* **Entries provided**
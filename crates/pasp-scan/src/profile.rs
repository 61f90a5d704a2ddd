//! Per-dialect output fragments and dialect detection.

use crate::matching::{find_attribute, is_space};
use crate::{Result, ScanError};

/// How many leading bytes are searched for an `@ LANGUAGE=` directive.
pub const DETECT_WINDOW: usize = 1024;

/// Opens every translated file: declares the document builder and a code region.
pub const PROLOGUE: &[u8] =
    b"<OBJECT RUNAT=server ID=XMLServDoc PROGID=\"XSLISAPI.XMLServerDocument\"></OBJECT>\r\n<%\r\n";

/// Closes the code region opened by [`PROLOGUE`].
pub const CODE_CLOSE: &[u8] = b"%>";

/// Response-object methods and the document-builder calls they become.
pub const RESPONSE_METHODS: [(&[u8], &[u8]); 4] = [
    (b"RESPONSE.WRITE", b"XMLServDoc.Write"),
    (b"RESPONSE.FLUSH", b"XMLServDoc.Flush"),
    (b"RESPONSE.CLEAR", b"XMLServDoc.Clear"),
    (b"RESPONSE.END", b"XMLServDoc.End"),
];

/// Script dialect of a template, selected once per file.
#[derive(Debug, Clone, Copy, PartialEq, Eq, Default)]
pub enum LanguageProfile {
    /// VBScript. Used when the file names no language.
    #[default]
    VbScript,
    /// JScript.
    JScript,
}

impl LanguageProfile {
    pub fn name(self) -> &'static str {
        match self {
            LanguageProfile::VbScript => "VBScript",
            LanguageProfile::JScript => "JScript",
        }
    }

    /// Resolve a `LANGUAGE` attribute value (ASCII case-insensitive, exact).
    pub fn from_name(value: &[u8]) -> Option<Self> {
        if value.eq_ignore_ascii_case(b"VBSCRIPT") {
            Some(LanguageProfile::VbScript)
        } else if value.eq_ignore_ascii_case(b"JSCRIPT") {
            Some(LanguageProfile::JScript)
        } else {
            None
        }
    }

    pub fn prologue(self) -> &'static [u8] {
        PROLOGUE
    }

    /// Render call emitted before the code region is closed.
    pub fn generate(self) -> &'static [u8] {
        match self {
            LanguageProfile::VbScript => concat!(
                "XMLServDoc.URL = Request.ServerVariables(\"HTTP_SSXSLSRCFILE\")\r\n",
                "XMLServDoc.UserAgent = Request.ServerVariables(\"HTTP_USER_AGENT\")\r\n",
                "On Error Resume Next\r\n",
                "XMLServDoc.Transform Response\r\n",
                "If Err.Number <> 0 Then\r\n",
                "    XMLServDoc.HandleError Response\r\n",
                "End If\r\n",
            )
            .as_bytes(),
            LanguageProfile::JScript => concat!(
                "XMLServDoc.URL = Request.ServerVariables(\"HTTP_SRCFILE\");\r\n",
                "XMLServDoc.UserAgent = Request.ServerVariables(\"HTTP_USER_AGENT\");\r\n",
                "try {\r\n",
                "    XMLServDoc.Transform(Response);\r\n",
                "} catch (exception) {\r\n",
                "    XMLServDoc.HandleError(Response);\r\n",
                "}\r\n",
            )
            .as_bytes(),
        }
    }

    pub fn write_prefix(self) -> &'static [u8] {
        match self {
            LanguageProfile::VbScript => b"XMLServDoc.Write ",
            LanguageProfile::JScript => b"XMLServDoc.Write(",
        }
    }

    pub fn write_line_prefix(self) -> &'static [u8] {
        match self {
            LanguageProfile::VbScript => b"XMLServDoc.WriteLine ",
            LanguageProfile::JScript => b"XMLServDoc.WriteLine(",
        }
    }

    /// Closes a write or write-line call.
    pub fn write_suffix(self) -> &'static [u8] {
        match self {
            LanguageProfile::VbScript => b"\r\n",
            LanguageProfile::JScript => b");\r\n",
        }
    }

    /// Appended to processing directives so adjacent statements never merge.
    pub fn statement_end(self) -> &'static [u8] {
        match self {
            LanguageProfile::VbScript => b"\r\n",
            LanguageProfile::JScript => b";\r\n",
        }
    }

    /// Embedded `"` are written as `\"` inside one literal rather than
    /// concatenated with `Chr(34)`.
    pub fn escapes_with_backslash(self) -> bool {
        matches!(self, LanguageProfile::JScript)
    }

    /// `'` starts a line comment outside of quotes. Otherwise `//` does, and
    /// `'` delimits strings.
    pub fn apostrophe_comments(self) -> bool {
        matches!(self, LanguageProfile::VbScript)
    }

    /// Select the dialect named by the first `@ LANGUAGE=` directive found
    /// near the start of `src`.
    ///
    /// The directive is not required to sit inside a `<% %>` tag. A value
    /// naming neither dialect fails with [`ScanError::UnsupportedLanguage`].
    pub fn detect(src: &[u8]) -> Result<Self> {
        let limit = src.len().min(DETECT_WINDOW);
        let mut pos = 0;

        while pos < limit {
            if src[pos] != b'@' {
                pos += 1;
                continue;
            }

            pos += 1;
            while pos < limit && is_space(src[pos]) {
                pos += 1;
            }
            if src.get(pos).map(u8::to_ascii_uppercase) != Some(b'L') {
                continue;
            }

            let scan = find_attribute(src, pos, b"LANGUAGE", b'%');
            match scan.value {
                Some(range) => {
                    let value = &src[range];
                    return Self::from_name(value).ok_or_else(|| ScanError::UnsupportedLanguage {
                        name: String::from_utf8_lossy(value).into_owned(),
                    });
                }
                None => pos = scan.tag_end + 1,
            }
        }

        Ok(LanguageProfile::default())
    }
}
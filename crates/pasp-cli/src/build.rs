//! `pasp build`: bring translated scripts up to date.

use std::path::{Component, Path, PathBuf};

use anyhow::{Context, Result};
use clap::Args;
use pasp_build::{Preprocessor, ProcessOutput, ProcessStatus, RootMapper};
use pasp_coalesce::RequestTable;
use pasp_config::{log_cli_debug, log_cli_info, Config};
use rayon::prelude::*;
use walkdir::WalkDir;

/// Source file extension picked up by `--recursive`.
const SOURCE_EXTENSION: &str = "pasp";

#[derive(Args, Debug)]
pub struct BuildArgs {
    /// Sources to process, relative to the document root
    #[arg(value_name = "PATH", required = true)]
    pub paths: Vec<String>,

    /// Document root (defaults to the configured root, then the current directory)
    #[arg(long, value_name = "DIR")]
    pub root: Option<PathBuf>,

    /// Walk directories for *.pasp files
    #[arg(short, long)]
    pub recursive: bool,

    /// Worker threads (defaults to the number of CPUs)
    #[arg(short = 'j', long)]
    pub jobs: Option<usize>,
}

pub fn run(args: BuildArgs, config: &Config) -> Result<()> {
    let configured = config.build.document_root().map(Path::to_path_buf);
    let root = match args.root.clone().or(configured) {
        Some(root) => root,
        None => std::env::current_dir().context("Failed to read current directory")?,
    };
    let sources = collect_sources(&root, &args.paths, args.recursive)?;
    if sources.is_empty() {
        println!("Nothing to build under {}", root.display());
        return Ok(());
    }

    let table =
        RequestTable::from_config(&config.table).context("Invalid [table] configuration")?;
    let preprocessor = Preprocessor::new(table)
        .with_mapper(RootMapper::new(&root))
        .with_sync_output(config.build.sync_output);

    let threads = args.jobs.unwrap_or_else(num_cpus::get).max(1);
    let pool = rayon::ThreadPoolBuilder::new()
        .num_threads(threads)
        .thread_name(|i| format!("pasp-build-{}", i))
        .build()
        .context("Failed to create build thread pool")?;
    log_cli_info!(
        "Building",
        sources = sources.len(),
        threads = threads,
    );

    let results: Vec<_> = pool.install(|| {
        sources
            .par_iter()
            .map(|source| (source, preprocessor.process(source)))
            .collect()
    });

    let mut failed = 0usize;
    for (source, result) in &results {
        match result {
            Ok(output) => println!("{}", describe(output)),
            Err(e) => {
                failed += 1;
                eprintln!("error      {}: {}", source, e);
            }
        }
    }

    let stats = preprocessor.stats();
    println!(
        "\n{} sources: {} rebuilt, {} up to date, {} joined, {} failed",
        stats.requests, stats.translations, stats.up_to_date, stats.joins, stats.failures
    );

    if failed > 0 {
        anyhow::bail!("{} of {} sources failed", failed, results.len());
    }
    Ok(())
}

fn describe(output: &ProcessOutput) -> String {
    let status = match output.status {
        ProcessStatus::Rebuilt => "rebuilt",
        ProcessStatus::UpToDate => "up-to-date",
        ProcessStatus::Joined => "joined",
    };
    format!("{:<10} {}", status, output.target)
}

/// Expand command-line paths into logical source paths under `root`.
fn collect_sources(root: &Path, paths: &[String], recursive: bool) -> Result<Vec<String>> {
    let mut sources = Vec::new();
    for path in paths {
        let relative = path.trim_start_matches('/');
        let local = root.join(relative);

        if recursive && local.is_dir() {
            for entry in WalkDir::new(&local)
                .sort_by_file_name()
                .into_iter()
                .filter_map(|e| e.ok())
                .filter(|e| e.file_type().is_file())
                .filter(|e| e.path().extension().is_some_and(|ext| ext == SOURCE_EXTENSION))
            {
                let found = entry
                    .path()
                    .strip_prefix(root)
                    .with_context(|| format!("{} is outside the root", entry.path().display()))?;
                sources.push(logical_path(found));
            }
        } else {
            sources.push(logical_path(Path::new(relative)));
        }
    }
    log_cli_debug!("Collected sources", count = sources.len());
    Ok(sources)
}

/// `site/a.pasp` -> `/site/a.pasp`
fn logical_path(relative: &Path) -> String {
    let mut logical = String::new();
    for component in relative.components() {
        if let Component::Normal(part) = component {
            logical.push('/');
            logical.push_str(&part.to_string_lossy());
        } else if component == Component::ParentDir {
            logical.push_str("/..");
        }
    }
    logical
}

#[cfg(test)]
mod tests {
    use super::*;
    use tempfile::tempdir;

    #[test]
    fn test_logical_path() {
        assert_eq!(logical_path(Path::new("site/a.pasp")), "/site/a.pasp");
        assert_eq!(logical_path(Path::new("./a.pasp")), "/a.pasp");
        assert_eq!(logical_path(Path::new("../a.pasp")), "/../a.pasp");
    }

    #[test]
    fn test_collect_recursive() {
        let dir = tempdir().unwrap();
        let root = dir.path();
        std::fs::create_dir_all(root.join("site/sub")).unwrap();
        std::fs::write(root.join("site/a.pasp"), b"a").unwrap();
        std::fs::write(root.join("site/sub/b.pasp"), b"b").unwrap();
        std::fs::write(root.join("site/__a.asp"), b"out").unwrap();

        let sources = collect_sources(root, &["site".to_string()], true).unwrap();
        assert_eq!(sources, vec!["/site/a.pasp", "/site/sub/b.pasp"]);
    }

    #[test]
    fn test_collect_plain_paths_are_kept() {
        let dir = tempdir().unwrap();
        let sources =
            collect_sources(dir.path(), &["/x/a.pasp".to_string(), "b.pasp".to_string()], false)
                .unwrap();
        assert_eq!(sources, vec!["/x/a.pasp", "/b.pasp"]);
    }
}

* **What is expected**
Set down the lines of the records exactly, from the first one through the line containing "Some(LanguageProfile::VbScript)", and add nothing else.

* **Reply to the exercise**
filename crates/pasp-scan/src/profile.rs
repository 61f90a5d704a2ddd
//! Per-dialect output fragments and dialect detection.

use crate::matching::{find_attribute, is_space};
use crate::{Result, ScanError};

/// How many leading bytes are searched for an `@ LANGUAGE=` directive.
pub const DETECT_WINDOW: usize = 1024;

/// Opens every translated file: declares the document builder and a code region.
pub const PROLOGUE: &[u8] =
    b"<OBJECT RUNAT=server ID=XMLServDoc PROGID=\"XSLISAPI.XMLServerDocument\"></OBJECT>\r\n<%\r\n";

/// Closes the code region opened by [`PROLOGUE`].
pub const CODE_CLOSE: &[u8] = b"%>";

/// Response-object methods and the document-builder calls they become.
pub const RESPONSE_METHODS: [(&[u8], &[u8]); 4] = [
    (b"RESPONSE.WRITE", b"XMLServDoc.Write"),
    (b"RESPONSE.FLUSH", b"XMLServDoc.Flush"),
    (b"RESPONSE.CLEAR", b"XMLServDoc.Clear"),
    (b"RESPONSE.END", b"XMLServDoc.End"),
];

/// Script dialect of a template, selected once per file.
#[derive(Debug, Clone, Copy, PartialEq, Eq, Default)]
pub enum LanguageProfile {
    /// VBScript. Used when the file names no language.
    #[default]
    VbScript,
    /// JScript.
    JScript,
}

impl LanguageProfile {
    pub fn name(self) -> &'static str {
        match self {
            LanguageProfile::VbScript => "VBScript",
            LanguageProfile::JScript => "JScript",
        }
    }

    /// Resolve a `LANGUAGE` attribute value (ASCII case-insensitive, exact).
    pub fn from_name(value: &[u8]) -> Option<Self> {
        if value.eq_ignore_ascii_case(b"VBSCRIPT") {
            Some(LanguageProfile::VbScript)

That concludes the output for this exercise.